(Source data)
<<<<

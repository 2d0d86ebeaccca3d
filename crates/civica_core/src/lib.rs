pub mod domain;
pub mod ports;

pub use domain::{
    AuthSession, Complaint, ComplaintStatus, Medicine, Order, PharmacyStore, Profile, Role,
    StationInfo, StoreInfo, User,
};
pub use ports::{PortError, PortResult, StoreService};
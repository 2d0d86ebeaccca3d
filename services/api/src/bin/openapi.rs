//! services/api/src/bin/openapi.rs
//!
//! This binary generates the OpenAPI 3.0 specification for the API
//! and saves it to a file named `openapi.json`.

use api_lib::web::ApiDoc;
use utoipa::OpenApi;

/// Generates the OpenAPI specification and writes it to a file.
fn generate_spec(
    api_doc: utoipa::openapi::OpenApi,
    path: &str,
) -> Result<(), Box<dyn std::error::Error>> {
    let spec_json = api_doc.to_pretty_json()?;
    std::fs::write(path, spec_json)?;
    println!("OpenAPI specification generated at {}", path);
    Ok(())
}

fn main() -> Result<(), Box<dyn std::error::Error>> {
    // Generate the spec from the shared ApiDoc and save it to `openapi.json`.
    generate_spec(ApiDoc::openapi(), "openapi.json")?;
    Ok(())
}
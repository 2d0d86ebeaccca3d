//! services/api/src/web/middleware.rs
//!
//! Session and role middleware for protecting routes.

use axum::{
    extract::{Request, State},
    http::{header, StatusCode},
    middleware::Next,
    response::{IntoResponse, Redirect, Response},
};
use civica_core::domain::{AuthSession, Role};
use std::sync::Arc;
use tracing::debug;

use crate::web::state::AppState;

/// Pulls the session id out of the `Cookie` header.
pub fn session_id_from_headers(headers: &axum::http::HeaderMap) -> Option<&str> {
    headers
        .get(header::COOKIE)
        .and_then(|v| v.to_str().ok())
        .and_then(|cookie_header| {
            cookie_header.split(';').find_map(|c| {
                let c = c.trim();
                c.strip_prefix("session=")
            })
        })
}

/// Middleware that validates the auth session cookie.
///
/// If valid, inserts the [`AuthSession`] into request extensions for handlers
/// to use. A missing or invalid session redirects to the login entry point.
pub async fn require_auth(
    State(state): State<Arc<AppState>>,
    mut req: Request,
    next: Next,
) -> Response {
    let Some(session_id) = session_id_from_headers(req.headers()) else {
        return Redirect::to("/login").into_response();
    };

    match state.store.validate_auth_session(session_id).await {
        Ok(session) => {
            req.extensions_mut().insert(session);
            next.run(req).await
        }
        Err(e) => {
            debug!("Rejected session cookie: {e}");
            Redirect::to("/login").into_response()
        }
    }
}

/// Rejects sessions of any other role.
///
/// Runs after [`require_auth`], which put the session into extensions. A role
/// mismatch answers with a bare-text 403, not a redirect.
async fn require_role(role: Role, req: Request, next: Next) -> Response {
    match req.extensions().get::<AuthSession>() {
        Some(session) if session.role == role => next.run(req).await,
        Some(_) => (StatusCode::FORBIDDEN, "Unauthorized").into_response(),
        None => Redirect::to("/login").into_response(),
    }
}

pub async fn require_user(req: Request, next: Next) -> Response {
    require_role(Role::User, req, next).await
}

pub async fn require_police(req: Request, next: Next) -> Response {
    require_role(Role::Police, req, next).await
}

pub async fn require_medical(req: Request, next: Next) -> Response {
    require_role(Role::Medical, req, next).await
}

pub async fn require_admin(req: Request, next: Next) -> Response {
    require_role(Role::Admin, req, next).await
}
//=========================================================================================
// Tests
//=========================================================================================

#[cfg(test)]
mod tests {
    use super::*;
    use chrono::Duration;

    /// Builds an adapter over fresh, uniquely named files in the system
    /// temp directory.
    fn fresh_adapter() -> JsonStoreAdapter {
        let dir = std::env::temp_dir();
        let tag = Uuid::new_v4();
        JsonStoreAdapter::new(
            dir.join(format!("civica-main-{tag}.json")),
            dir.join(format!("civica-pharmacy-{tag}.json")),
        )
    }

    fn sample_store(owner: &str) -> PharmacyStore {
        PharmacyStore {
            name: format!("{owner} pharmacy"),
            owner: owner.to_string(),
            license: "LIC-001".to_string(),
            address: "12 High Street".to_string(),
            medicines: vec![Medicine {
                name: "Paracetamol".to_string(),
                price: "25".to_string(),
            }],
        }
    }

    #[tokio::test]
    async fn missing_file_is_initialized_to_empty_skeleton() {
        let store = fresh_adapter();
        assert!(store.list_users().await.unwrap().is_empty());
        assert!(store.list_complaints().await.unwrap().is_empty());
        assert!(store.list_orders().await.unwrap().is_empty());
        // The skeleton must now exist on disk.
        assert!(store.data_path.exists());
    }

    #[tokio::test]
    async fn duplicate_signup_leaves_store_unchanged() {
        let store = fresh_adapter();
        store.create_user("asha", "hash-1", Role::User).await.unwrap();

        let err = store
            .create_user("asha", "hash-2", Role::Admin)
            .await
            .unwrap_err();
        assert!(matches!(err, PortError::Conflict(_)));

        let user = store.get_user("asha").await.unwrap();
        assert_eq!(user.password_hash, "hash-1");
        assert_eq!(user.role, Role::User);
        assert_eq!(store.list_users().await.unwrap().len(), 1);
    }

    #[tokio::test]
    async fn resolve_changes_only_the_named_complaint() {
        let store = fresh_adapter();
        store.create_user("asha", "h", Role::User).await.unwrap();
        let first = store.file_complaint("asha", "streetlight out", None).await.unwrap();
        let second = store
            .file_complaint("asha", "harassment near market", Some("Central".to_string()))
            .await
            .unwrap();

        let resolved = store.resolve_complaint(second.id).await.unwrap();
        assert_eq!(resolved.status, ComplaintStatus::Resolved);

        let all = store.list_complaints().await.unwrap();
        assert_eq!(all.len(), 2);
        assert_eq!(all[0].id, first.id);
        assert_eq!(all[0].status, ComplaintStatus::Pending);
        assert_eq!(all[1].status, ComplaintStatus::Resolved);
        assert_eq!(all[1].text, "harassment near market");
    }

    #[tokio::test]
    async fn resolving_twice_is_a_noop() {
        let store = fresh_adapter();
        let c = store.file_complaint("asha", "noise", None).await.unwrap();
        store.resolve_complaint(c.id).await.unwrap();
        let again = store.resolve_complaint(c.id).await.unwrap();
        assert_eq!(again.status, ComplaintStatus::Resolved);
    }

    #[tokio::test]
    async fn resolving_unknown_complaint_is_not_found() {
        let store = fresh_adapter();
        let err = store.resolve_complaint(Uuid::new_v4()).await.unwrap_err();
        assert!(matches!(err, PortError::NotFound(_)));
    }

    #[tokio::test]
    async fn delete_user_removes_exactly_that_key() {
        let store = fresh_adapter();
        store.create_user("asha", "h1", Role::User).await.unwrap();
        store.create_user("ravi", "h2", Role::Police).await.unwrap();

        store.delete_user("asha").await.unwrap();

        let users = store.list_users().await.unwrap();
        assert_eq!(users.len(), 1);
        assert_eq!(users[0].0, "ravi");

        let err = store.delete_user("asha").await.unwrap_err();
        assert!(matches!(err, PortError::NotFound(_)));
    }

    #[tokio::test]
    async fn save_then_load_round_trips_all_fields() {
        let store = fresh_adapter();
        store.create_user("asha", "hash", Role::User).await.unwrap();
        store
            .update_profile(
                "asha",
                Profile {
                    email: "asha@example.com".to_string(),
                    phone: "555-0100".to_string(),
                    national_id: "AB-1234".to_string(),
                    gender: "female".to_string(),
                    date_of_birth: "1990-04-12".to_string(),
                    bio: "volunteer".to_string(),
                    interests: vec!["first-aid".to_string()],
                    photo: Some("asha.png".to_string()),
                    address: "4 Park Lane".to_string(),
                    store_info: None,
                    station_info: None,
                },
            )
            .await
            .unwrap();
        store.file_complaint("asha", "pothole", Some("Central".to_string())).await.unwrap();
        store.create_store(sample_store("meera")).await.unwrap();
        store.place_order("asha", "Paracetamol").await.unwrap();

        // A second adapter over the same files sees identical content.
        let reloaded = JsonStoreAdapter::new(store.data_path.clone(), store.pharmacy_path.clone());
        let user = reloaded.get_user("asha").await.unwrap();
        let profile = user.profile.unwrap();
        assert_eq!(profile.email, "asha@example.com");
        assert_eq!(profile.interests, vec!["first-aid".to_string()]);
        assert_eq!(profile.photo.as_deref(), Some("asha.png"));

        let complaints = reloaded.list_complaints().await.unwrap();
        assert_eq!(complaints[0].station.as_deref(), Some("Central"));

        let orders = reloaded.list_orders().await.unwrap();
        assert_eq!(orders[0].medicine, "Paracetamol");
        assert_eq!(orders[0].store, "meera pharmacy");

        let stores = reloaded.list_stores().await.unwrap();
        assert_eq!(stores[0].license, "LIC-001");
        assert_eq!(stores[0].medicines.len(), 1);
    }

    #[tokio::test]
    async fn medicine_lifecycle_within_one_store() {
        let store = fresh_adapter();
        store.create_store(sample_store("meera")).await.unwrap();

        let dup = store
            .add_medicine(
                "meera",
                Medicine { name: "Paracetamol".to_string(), price: "30".to_string() },
            )
            .await
            .unwrap_err();
        assert!(matches!(dup, PortError::Conflict(_)));

        store
            .add_medicine(
                "meera",
                Medicine { name: "Ibuprofen".to_string(), price: "40".to_string() },
            )
            .await
            .unwrap();
        store
            .update_medicine(
                "meera",
                Medicine { name: "Ibuprofen".to_string(), price: "45".to_string() },
            )
            .await
            .unwrap();
        store.remove_medicine("meera", "Paracetamol").await.unwrap();

        let all = store.list_all_medicines().await.unwrap();
        assert_eq!(all.len(), 1);
        assert_eq!(all[0].1.name, "Ibuprofen");
        assert_eq!(all[0].1.price, "45");
    }

    #[tokio::test]
    async fn one_store_per_owner() {
        let store = fresh_adapter();
        store.create_store(sample_store("meera")).await.unwrap();
        let err = store.create_store(sample_store("meera")).await.unwrap_err();
        assert!(matches!(err, PortError::Conflict(_)));
    }

    #[tokio::test]
    async fn ordering_an_unknown_medicine_fails() {
        let store = fresh_adapter();
        let err = store.place_order("asha", "Nonexistol").await.unwrap_err();
        assert!(matches!(err, PortError::NotFound(_)));
    }

    #[tokio::test]
    async fn expired_sessions_fail_validation() {
        let store = fresh_adapter();
        store
            .create_auth_session("sid-live", "asha", Role::User, Utc::now() + Duration::hours(1))
            .await
            .unwrap();
        store
            .create_auth_session("sid-dead", "asha", Role::User, Utc::now() - Duration::hours(1))
            .await
            .unwrap();

        let session = store.validate_auth_session("sid-live").await.unwrap();
        assert_eq!(session.username, "asha");
        assert_eq!(session.role, Role::User);

        let err = store.validate_auth_session("sid-dead").await.unwrap_err();
        assert!(matches!(err, PortError::Unauthorized));

        store.delete_auth_session("sid-live").await.unwrap();
        assert!(store.validate_auth_session("sid-live").await.is_err());
    }
}
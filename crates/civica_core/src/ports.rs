//! crates/civica_core/src/ports.rs
//!
//! Defines the service contracts (traits) for the application's core logic.
//! These traits form the boundary of the hexagonal architecture, allowing the core
//! to be independent of the concrete persistence backend.

use async_trait::async_trait;
use chrono::{DateTime, Utc};
use uuid::Uuid;

use crate::domain::{
    AuthSession, Complaint, Medicine, Order, PharmacyStore, Profile, Role, User,
};

//=========================================================================================
// Generic Port Error and Result Types
//=========================================================================================

/// A generic error type for all port operations.
/// This abstracts away the specific errors of the backing store.
#[derive(Debug, thiserror::Error)]
pub enum PortError {
    #[error("Item not found: {0}")]
    NotFound(String),
    #[error("Already exists: {0}")]
    Conflict(String),
    #[error("Unauthorized")]
    Unauthorized,
    #[error("Invalid input: {0}")]
    Invalid(String),
    #[error("An unexpected error occurred: {0}")]
    Unexpected(String),
}

/// A convenience type alias for `Result<T, PortError>`.
pub type PortResult<T> = Result<T, PortError>;

//=========================================================================================
// Service Ports (Traits)
//=========================================================================================

/// The persistence contract for the whole application state: the user map,
/// complaints, orders and the secondary pharmacy document, plus the auth
/// sessions that gate access to them.
#[async_trait]
pub trait StoreService: Send + Sync {
    // --- User Management ---
    /// Creates a new account. Fails with [`PortError::Conflict`] if the
    /// username is already taken, leaving the store unchanged.
    async fn create_user(&self, username: &str, password_hash: &str, role: Role)
        -> PortResult<()>;

    async fn get_user(&self, username: &str) -> PortResult<User>;

    /// Replaces the user's profile record.
    async fn update_profile(&self, username: &str, profile: Profile) -> PortResult<()>;

    /// All accounts, as `(username, user)` pairs.
    async fn list_users(&self) -> PortResult<Vec<(String, User)>>;

    /// Removes exactly the named account. Immediate and irreversible.
    async fn delete_user(&self, username: &str) -> PortResult<()>;

    // --- Auth ---
    async fn create_auth_session(
        &self,
        session_id: &str,
        username: &str,
        role: Role,
        expires_at: DateTime<Utc>,
    ) -> PortResult<()>;

    async fn validate_auth_session(&self, session_id: &str) -> PortResult<AuthSession>;

    async fn delete_auth_session(&self, session_id: &str) -> PortResult<()>;

    // --- Complaints ---
    async fn file_complaint(
        &self,
        username: &str,
        text: &str,
        station: Option<String>,
    ) -> PortResult<Complaint>;

    async fn list_complaints(&self) -> PortResult<Vec<Complaint>>;

    async fn list_complaints_for_user(&self, username: &str) -> PortResult<Vec<Complaint>>;

    /// Flips the named complaint from Pending to Resolved. Resolving an
    /// already-Resolved complaint is a no-op. Only the named complaint
    /// changes.
    async fn resolve_complaint(&self, id: Uuid) -> PortResult<Complaint>;

    // --- Pharmacy ---
    /// Records a pharmacy store for its owner. One store per owner.
    async fn create_store(&self, store: PharmacyStore) -> PortResult<()>;

    async fn get_store_for_owner(&self, owner: &str) -> PortResult<PharmacyStore>;

    async fn list_stores(&self) -> PortResult<Vec<PharmacyStore>>;

    async fn add_medicine(&self, owner: &str, medicine: Medicine) -> PortResult<()>;

    async fn update_medicine(&self, owner: &str, medicine: Medicine) -> PortResult<()>;

    async fn remove_medicine(&self, owner: &str, name: &str) -> PortResult<()>;

    /// Every medicine across every store, paired with the store name.
    async fn list_all_medicines(&self) -> PortResult<Vec<(String, Medicine)>>;

    // --- Orders ---
    async fn place_order(&self, username: &str, medicine: &str) -> PortResult<Order>;

    async fn list_orders(&self) -> PortResult<Vec<Order>>;

    async fn list_orders_for_store(&self, store: &str) -> PortResult<Vec<Order>>;
}
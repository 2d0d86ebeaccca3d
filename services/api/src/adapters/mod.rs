pub mod json_store;
pub mod stations;
pub mod uploads;

pub use json_store::JsonStoreAdapter;
pub use uploads::UploadStore;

>>>>

Repeat, word for word, the lines from the start of the records to the line that contains "fn main() ->", both of them included, and no others.

repository 2d0d86ebeaccca3d
filename crates/civica_core/src/lib.rs
pub mod domain;
pub mod ports;

pub use domain::{
    AuthSession, Complaint, ComplaintStatus, Medicine, Order, PharmacyStore, Profile, Role,
    StationInfo, StoreInfo, User,
};
pub use ports::{PortError, PortResult, StoreService};
repository 2d0d86ebeaccca3d
filename services/api/src/bin/openapi.rs
//! services/api/src/bin/openapi.rs
//!
//! This binary generates the OpenAPI 3.0 specification for the API
//! and saves it to a file named `openapi.json`.

use api_lib::web::ApiDoc;
use utoipa::OpenApi;

/// Generates the OpenAPI specification and writes it to a file.
fn generate_spec(
    api_doc: utoipa::openapi::OpenApi,
    path: &str,
) -> Result<(), Box<dyn std::error::Error>> {
    let spec_json = api_doc.to_pretty_json()?;
    std::fs::write(path, spec_json)?;
    println!("OpenAPI specification generated at {}", path);
    Ok(())
}

fn main() -> Result<(), Box<dyn std::error::Error>> {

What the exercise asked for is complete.